Changing politics aren’t the only concerns. Delays in the department’s ability to update its online manuals to reflect policy changes is another source of frustration, with providers sometimes not realizing changes have been made until a claim is denied.
“[The department] will change something, but you can’t find it anywhere in their policies,” Berline says. “They don’t update their policies fast enough to catch up with what the new ruling is, so you can be out of compliance and not even know it.”
The state’s emergency reduction of Medicaid reimbursement rates this past June is the most recent example. Berline gets the state’s online public notices via email and knew about the reductions. But she says she knows others who found out only when they began receiving reduced payments.
Bessent was one who was caught unaware.
“It’s probably my responsibility to know about it, but it was kind of a shock,” she says. “It would’ve been nice to have a letter or some advanced time.”
Despite concerns over funding and the sometimes cumbersome billing practices, providers say there are definite advantages to accepting Medicaid. One is the promise of an almost steady income stream.
“I’ll be honest with you, one of the advantages is they pay weekly,” Berline says. “For the most part, what Medicaid pays, they pay on time.”
There’s also the satisfaction that comes with providing medical care to people who would be unable to pay out-of-pocket, with many providers seeing it as a form of altruism.
“Some providers take Medicaid patients not because they want to get rich but because they think it’s the right thing to do,” Martin says.
It’s a sentiment echoed by Sundberg, made stronger by the fact that the equipment he provides directly affects his patients’ livelihood.
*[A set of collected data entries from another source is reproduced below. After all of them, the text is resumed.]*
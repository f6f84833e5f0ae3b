pub mod error;
pub mod sync;
pub mod tree;

// Re-export key types for easier usage
pub use error::TreeError;
pub use sync::{
    classify::is_block,
    confirm::{IdMapping, PendingConfirmations},
    debounce::{Clock, ManualClock, SystemClock},
    diff::{ChangeSet, InsertRecord},
    engine::{EngineOptions, SyncEngine},
    identity::{BlockId, DEFAULT_PROVISIONAL_PREFIX, IdentityTracker, PositionMap},
    serialize::{FragmentSerializer, InlineRenderer, RendererRegistry},
    snapshot::{BlockRecord, Snapshot},
};
pub use tree::{AtomicInline, Content, DocTree, Inline, Node, NodeKind, PositionedNode};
“If we can provide [our patient] a leg or fix up what they have, that means they can work and pay for their family and become a productive member of society,” he says. “It’d be difficult to know you can fix something and have the ability to do it, and you just elected not to take Medicaid.”
“The Alaska Department of Health and Social Services will change something, but you can’t find it anywhere in their policies. They don’t update their policies fast enough to catch up with what the new ruling is, so you can be out of compliance and not even know it.”